Sim, de fato influenciei muitas pessoas, mas não todo mundo.
O que você pode falar sobre a cena europeia, considerando o espaço que o Reggae teve em países como Inglaterra, Alemanha e França, por exemplo?
Você sabia que na inglaterra os adolescentes brancos tem o costume de adotar a música negra como se fosse a dose de rebeldia deles? É o som que eles utilizam para se rebelar.
Na década de 1950 e 1960 a “geração windrush” trouxe muitos jamaicanos para a Inglaterra e eles trouxeram a música do seu pais consigo e esse música se tornou a trilha sonora para a rebeldia branca na juventude.
O que você está falando ainda é um traço contemporâneo.
Com certeza.
A cena de Jazz de Londres surge desse mesmo plano de fundo.
Sabe o que é engraçado?

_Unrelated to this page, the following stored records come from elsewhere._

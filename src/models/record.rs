//! Discovered records and the metadata that accompanies their insertion.

use super::{ExecutionId, RelationType};
use crate::context::OperationContext;
use serde::{Deserialize, Serialize};
use std::fmt;

/// Who is inserting, and under which run.
///
/// `source` names the data source that produced the record (a resolver, a
/// certificate log, a scraper). It is carried into every log line of the
/// write; `context` bounds the operation in time.
#[derive(Debug, Clone)]
pub struct InsertInfo {
    /// Run that owns the provenance of newly created nodes.
    pub execution_id: ExecutionId,
    /// Data source label.
    pub source: String,
    /// Cancellation and deadline.
    pub context: OperationContext,
}

impl InsertInfo {
    /// Creates insert metadata with a background context.
    #[must_use]
    pub fn new(execution_id: ExecutionId, source: impl Into<String>) -> Self {
        Self {
            execution_id,
            source: source.into(),
            context: OperationContext::background(),
        }
    }

    /// Replaces the operation context.
    #[must_use]
    pub fn with_context(mut self, context: OperationContext) -> Self {
        self.context = context;
        self
    }
}

/// An A or AAAA answer: `fqdn` resolves to `address`.
#[derive(Debug, Clone, PartialEq, Eq, Serialize, Deserialize)]
pub struct HostRecord {
    /// Queried name.
    pub fqdn: String,
    /// Answer address.
    pub address: String,
}

impl HostRecord {
    /// Creates a host record.
    #[must_use]
    pub fn new(fqdn: impl Into<String>, address: impl Into<String>) -> Self {
        Self {
            fqdn: fqdn.into(),
            address: address.into(),
        }
    }
}

/// A name-to-name answer (CNAME, PTR, NS, MX).
#[derive(Debug, Clone, PartialEq, Eq, Serialize, Deserialize)]
pub struct DnsRecord {
    /// Owner name.
    pub fqdn: String,
    /// Answer name.
    pub target: String,
}

impl DnsRecord {
    /// Creates a name-to-name record.
    #[must_use]
    pub fn new(fqdn: impl Into<String>, target: impl Into<String>) -> Self {
        Self {
            fqdn: fqdn.into(),
            target: target.into(),
        }
    }
}

/// An SRV answer: `service` (e.g. `_sip._tcp.example.com`) is offered by
/// `fqdn` and served at `target`.
#[derive(Debug, Clone, PartialEq, Eq, Serialize, Deserialize)]
pub struct ServiceRecord {
    /// Domain the service belongs to.
    pub fqdn: String,
    /// Service owner name.
    pub service: String,
    /// Host serving the service.
    pub target: String,
}

impl ServiceRecord {
    /// Creates an SRV record.
    #[must_use]
    pub fn new(
        fqdn: impl Into<String>,
        service: impl Into<String>,
        target: impl Into<String>,
    ) -> Self {
        Self {
            fqdn: fqdn.into(),
            service: service.into(),
            target: target.into(),
        }
    }
}

/// A routing announcement: `asn` (registered to `description`) announces
/// `cidr`, which contains `address`.
#[derive(Debug, Clone, PartialEq, Eq, Serialize, Deserialize)]
pub struct Infrastructure {
    /// Announcing AS number.
    pub asn: u32,
    /// Registry organization holding the AS.
    pub description: String,
    /// Address inside the block.
    pub address: String,
    /// Announced block.
    pub cidr: String,
}

/// Name-to-name record kinds.
#[derive(Debug, Clone, Copy, PartialEq, Eq, Hash)]
pub enum NameRecordKind {
    /// CNAME.
    Cname,
    /// PTR.
    Ptr,
    /// NS.
    Ns,
    /// MX.
    Mx,
}

impl NameRecordKind {
    /// Edge written for this record kind.
    #[must_use]
    pub const fn relation(self) -> RelationType {
        match self {
            Self::Cname => RelationType::CnameRecord,
            Self::Ptr => RelationType::PtrRecord,
            Self::Ns => RelationType::NsRecord,
            Self::Mx => RelationType::MxRecord,
        }
    }

    const fn label(self) -> &'static str {
        match self {
            Self::Cname => "cname",
            Self::Ptr => "ptr",
            Self::Ns => "ns",
            Self::Mx => "mx",
        }
    }
}

/// Any record the relation builder knows how to decompose.
#[derive(Debug, Clone, PartialEq, Eq)]
pub enum Record {
    /// IPv4 answer.
    A(HostRecord),
    /// IPv6 answer.
    Aaaa(HostRecord),
    /// CNAME, PTR, NS or MX answer.
    Name(NameRecordKind, DnsRecord),
    /// SRV answer.
    Srv(ServiceRecord),
    /// Routing announcement.
    Infrastructure(Infrastructure),
}

impl Record {
    /// Short kind label used for metrics.
    #[must_use]
    pub const fn kind(&self) -> &'static str {
        match self {
            Self::A(_) => "a",
            Self::Aaaa(_) => "aaaa",
            Self::Name(kind, _) => kind.label(),
            Self::Srv(_) => "srv",
            Self::Infrastructure(_) => "infrastructure",
        }
    }
}

impl fmt::Display for Record {
    fn fmt(&self, f: &mut fmt::Formatter<'_>) -> fmt::Result {
        match self {
            Self::A(r) | Self::Aaaa(r) => write!(f, "{} {} -> {}", self.kind(), r.fqdn, r.address),
            Self::Name(_, r) => write!(f, "{} {} -> {}", self.kind(), r.fqdn, r.target),
            Self::Srv(r) => write!(
                f,
                "srv {} ({}) -> {}",
                r.service, r.fqdn, r.target
            ),
            Self::Infrastructure(r) => write!(
                f,
                "infrastructure AS{} {} contains {}",
                r.asn, r.cidr, r.address
            ),
        }
    }
}

/// One row of name-to-address resolution.
#[derive(Debug, Clone, PartialEq, Eq, Hash, PartialOrd, Ord, Serialize, Deserialize)]
pub struct NameAddrPair {
    /// Domain name.
    pub name: String,
    /// Address it resolves to.
    pub addr: String,
}

impl NameAddrPair {
    /// Creates a pair.
    #[must_use]
    pub fn new(name: impl Into<String>, addr: impl Into<String>) -> Self {
        Self {
            name: name.into(),
            addr: addr.into(),
        }
    }
}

Grande parte da música que é liberada em UK hoje em dia está conectada com a cultura do Sound System. Diversos estilos, como o Jungle, Grime, Dubstep e até mesmo a galera do Jazz. Se você ouvir vai perceber isso, eles trazem as lições que aprenderam da cultura Sound System.
A música eletrônica ainda é amplamente influenciada por isso.
Absolutamente. Os experimentos que foram criados nos estúdios da Jamaica são parte elementar da música popular.
7) Don, você passou alguns anos junto com o “Big Audio Dynamite” e também teve o projeto “Screaming Target”. Essa música influenciou muito a cena de 1980 e 1990 e eu queria que você comentasse um pouco sobre esses experimentos.
Fiquei cerca de 8 anos com o Big Audio Dynamite. A primeira coisa que posso dizer é que me sinto muito honrado pela oportunidade que tive de escrever música junto com o Mick Jones.
Tenho muito orgulho do Big Audio Dynamite, justamente por que era uma mistura do baixo da música jamaicana, beats de Nova York, Rock ‘N’ Roll e eu estava ali fazendo os samples e todas as coisas analógicas. Esses ingredientes que eu citei são coisas que eu gosto até hoje, por isso tenho tanto carinho por esse projeto.
8) Don, obrigado pela oportunidade. Eu cresci vendo seus documentários, aprendi e aprendo muito com você sempre. O que te mantém tão ativo, sempre produzindo música e os projetos audiovisuais?
O que me faz seguir trabalhando tanto? Bom, eu moro em Londre, tenho duas filhas adolescentes e é tudo MUITO caro!